In an interview with the Chief Clinical Officer on 1/27/11, the above discrepancies were acknowledged. It was confirmed that the facility ' s medical staff were not following policy and procedures in the above documented evidence.

ACCEPTING VERBAL ORDERS FOR DRUGS

Tag No.: A0408

Based on review of documentation, it was determined that the facility failed to ensure that telephone/verbal orders were dated, timed and authenticated with in 48 hours by the prescriber.

Findings were:

Facility Policy entitled " Physician Requirements " stated, " All verbal/telephone orders must be dated, timed and authenticated within 48 hours. "

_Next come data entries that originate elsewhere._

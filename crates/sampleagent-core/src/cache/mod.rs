//! Freshness-gated caching of remote resources.
//!
//! A `CacheEntry` pairs a payload with the time it was fetched and the window
//! during which it may be served. `FreshnessLoader` serves a persisted entry
//! while it is fresh and refetches once it is not. The payload is stored under
//! the resource key and the fetch time (epoch milliseconds) under
//! `<key>_time`, the layout the browser dashboard used.

pub mod entry;
pub mod loader;

pub use entry::CacheEntry;
pub use loader::{FetchFailed, FreshnessLoader, LoadSource, Loaded};
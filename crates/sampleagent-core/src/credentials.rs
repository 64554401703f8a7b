use anyhow::{Context, Result};
use keyring::Entry;

use crate::config::APP_NAME;

/// Keychain account holding the assistant API key
const ASSISTANT_ACCOUNT: &str = "assistant-api-key";

/// Keychain account holding the local data passphrase
const PASSPHRASE_ACCOUNT: &str = "local-data-passphrase";

/// Environment override for the assistant API key
pub const API_KEY_ENV: &str = "SAMPLEAGENT_API_KEY";

/// Environment override for the local data passphrase
pub const PASSPHRASE_ENV: &str = "SAMPLEAGENT_PASSPHRASE";

/// Secrets kept in the OS keychain rather than the config file.
pub struct CredentialStore;

impl CredentialStore {
    fn entry(account: &str) -> Result<Entry> {
        Entry::new(APP_NAME, account).context("Failed to create keyring entry")
    }

    /// Store the assistant API key in the OS keychain
    pub fn store_api_key(key: &str) -> Result<()> {
        Self::entry(ASSISTANT_ACCOUNT)?
            .set_password(key)
            .context("Failed to store API key in keychain")
    }

    pub fn delete_api_key() -> Result<()> {
        Self::entry(ASSISTANT_ACCOUNT)?
            .delete_credential()
            .context("Failed to delete API key from keychain")
    }

    /// The API key from the environment, falling back to the keychain.
    pub fn api_key() -> Option<String> {
        non_empty(std::env::var(API_KEY_ENV).ok())
            .or_else(|| non_empty(Self::entry(ASSISTANT_ACCOUNT).ok()?.get_password().ok()))
    }

    pub fn store_passphrase(passphrase: &str) -> Result<()> {
        Self::entry(PASSPHRASE_ACCOUNT)?
            .set_password(passphrase)
            .context("Failed to store passphrase in keychain")
    }

    pub fn passphrase() -> Option<String> {
        non_empty(std::env::var(PASSPHRASE_ENV).ok())
            .or_else(|| non_empty(Self::entry(PASSPHRASE_ACCOUNT).ok()?.get_password().ok()))
    }
}

fn non_empty(value: Option<String>) -> Option<String> {
    value.filter(|v| !v.trim().is_empty())
}
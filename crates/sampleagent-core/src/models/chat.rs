use chrono::{DateTime, Utc};
use serde::{Deserialize, Serialize};
#[cfg(feature = "ts")]
use ts_rs::TS;

/// Whether the reply in a turn came from the assistant or is the fixed
/// fallback shown after a failed request.
#[derive(Debug, Clone, Copy, PartialEq, Eq, Serialize, Deserialize, Default)]
#[cfg_attr(feature = "ts", derive(TS), ts(export))]
#[serde(rename_all = "lowercase")]
pub enum ReplyOutcome {
    #[default]
    Answered,
    Fallback,
}

#[derive(Debug, Clone, PartialEq, Serialize, Deserialize)]
#[cfg_attr(feature = "ts", derive(TS), ts(export))]
pub struct ChatTurn {
    pub timestamp: DateTime<Utc>,
    pub user: String,
    #[serde(rename = "ai")]
    pub reply: String,
    #[serde(default)]
    pub outcome: ReplyOutcome,
}

impl ChatTurn {
    pub fn answered(timestamp: DateTime<Utc>, user: String, reply: String) -> Self {
        Self {
            timestamp,
            user,
            reply,
            outcome: ReplyOutcome::Answered,
        }
    }

    pub fn fallback(timestamp: DateTime<Utc>, user: String, reply: String) -> Self {
        Self {
            timestamp,
            user,
            reply,
            outcome: ReplyOutcome::Fallback,
        }
    }

    pub fn is_fallback(&self) -> bool {
        self.outcome == ReplyOutcome::Fallback
    }
}

/// A user utterance waiting on the assistant. Shown as "Thinking..." and
/// never persisted.
#[derive(Debug, Clone, PartialEq)]
pub struct PendingTurn {
    pub id: u64,
    pub timestamp: DateTime<Utc>,
    pub user: String,
}
use chrono::{DateTime, Utc};
use serde::{Deserialize, Serialize};
use thiserror::Error;
#[cfg(feature = "ts")]
use ts_rs::TS;

use super::Priority;

/// Longest description the report form accepts.
pub const MAX_DESCRIPTION_LENGTH: usize = 500;

#[derive(Debug, Clone, Copy, PartialEq, Eq, Serialize, Deserialize)]
#[cfg_attr(feature = "ts", derive(TS), ts(export))]
#[serde(rename_all = "kebab-case")]
pub enum IssueKind {
    Equipment,
    SampleIntegrity,
    Temperature,
    Access,
    Safety,
    Other,
}

impl IssueKind {
    pub fn parse(s: &str) -> Option<Self> {
        match s.trim().to_ascii_lowercase().as_str() {
            "equipment" => Some(IssueKind::Equipment),
            "sample-integrity" | "sample" => Some(IssueKind::SampleIntegrity),
            "temperature" => Some(IssueKind::Temperature),
            "access" => Some(IssueKind::Access),
            "safety" => Some(IssueKind::Safety),
            "other" => Some(IssueKind::Other),
            _ => None,
        }
    }
}

#[derive(Error, Debug, PartialEq, Eq)]
pub enum ReportError {
    #[error("Issue type is required")]
    MissingKind,

    #[error("Description is required")]
    EmptyDescription,

    #[error("Description is {0} characters, limit is 500")]
    DescriptionTooLong(usize),
}

/// The report form as typed so far. Persisted as the single report draft.
#[derive(Debug, Clone, PartialEq, Serialize, Deserialize, Default)]
#[cfg_attr(feature = "ts", derive(TS), ts(export))]
pub struct ReportDraft {
    #[serde(rename = "issueType", default)]
    pub kind: Option<IssueKind>,
    #[serde(default)]
    pub priority: Priority,
    #[serde(default)]
    pub location: String,
    #[serde(default)]
    pub description: String,
}

impl ReportDraft {
    pub fn is_empty(&self) -> bool {
        self.kind.is_none() && self.location.is_empty() && self.description.is_empty()
    }

    /// Label shown next to the priority selector.
    pub fn priority_label(&self) -> &'static str {
        match self.priority {
            Priority::Low => "Low Priority Report",
            Priority::Medium => "Standard Report",
            Priority::High => "High Priority Report",
            Priority::Urgent => "Urgent Report",
        }
    }

    /// Validate the form and stamp it into a report.
    pub fn finalize(&self, now: DateTime<Utc>) -> Result<IncidentReport, ReportError> {
        let kind = self.kind.ok_or(ReportError::MissingKind)?;
        let description = self.description.trim();
        if description.is_empty() {
            return Err(ReportError::EmptyDescription);
        }
        let length = description.chars().count();
        if length > MAX_DESCRIPTION_LENGTH {
            return Err(ReportError::DescriptionTooLong(length));
        }

        Ok(IncidentReport {
            id: format!("ISSUE_{}", now.timestamp_millis()),
            kind,
            priority: self.priority,
            location: self.location.trim().to_string(),
            description: description.to_string(),
            timestamp: now,
        })
    }
}

#[derive(Debug, Clone, PartialEq, Serialize, Deserialize)]
#[cfg_attr(feature = "ts", derive(TS), ts(export))]
pub struct IncidentReport {
    pub id: String,
    #[serde(rename = "type")]
    pub kind: IssueKind,
    pub priority: Priority,
    pub location: String,
    pub description: String,
    pub timestamp: DateTime<Utc>,
}

#[cfg(test)]
mod tests {
    use super::*;
    use chrono::TimeZone;

    fn draft() -> ReportDraft {
        ReportDraft {
            kind: Some(IssueKind::Temperature),
            priority: Priority::High,
            location: " Dock 4 ".to_string(),
            description: "Cooler read 11C on arrival".to_string(),
        }
    }

    #[test]
    fn test_finalize_stamps_id_from_millis() {
        let now = Utc.with_ymd_and_hms(2024, 1, 10, 9, 0, 0).unwrap();
        let report = draft().finalize(now).unwrap();
        assert_eq!(report.id, format!("ISSUE_{}", now.timestamp_millis()));
        assert_eq!(report.location, "Dock 4");
        assert_eq!(report.priority, Priority::High);
    }

    #[test]
    fn test_finalize_rejects_missing_fields() {
        let now = Utc::now();
        let mut d = draft();
        d.kind = None;
        assert_eq!(d.finalize(now), Err(ReportError::MissingKind));

        let mut d = draft();
        d.description = "   ".to_string();
        assert_eq!(d.finalize(now), Err(ReportError::EmptyDescription));
    }

    #[test]
    fn test_finalize_rejects_long_description() {
        let mut d = draft();
        d.description = "x".repeat(MAX_DESCRIPTION_LENGTH + 1);
        assert_eq!(
            d.finalize(Utc::now()),
            Err(ReportError::DescriptionTooLong(MAX_DESCRIPTION_LENGTH + 1))
        );
    }

    #[test]
    fn test_priority_label() {
        let mut d = ReportDraft::default();
        assert_eq!(d.priority_label(), "Standard Report");
        d.priority = Priority::Urgent;
        assert_eq!(d.priority_label(), "Urgent Report");
    }
}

Review of the following medical records on 1/27/11 revealed:

? Patient # 1-unsigned MD orders dated 12/16/10, 12/20/10 and 12/21/11 were found in the patient medical record.
? Patient # 4-2 unsigned MD orders dated 1/11/11 and 3 unsigned MD orders dated 1/12/11 were found in the patient record.
? Patient # 6-Unsigned MD orders were found in the patient record for the following dates: 1/17/11 (2), 1/25/11

In an interview with the Chief Executive Officer and the Chief Clinical Officer on 1/27/11, it was acknowledged that the facility ' s Physicians did not always sign their verbal orders in a timely fashion.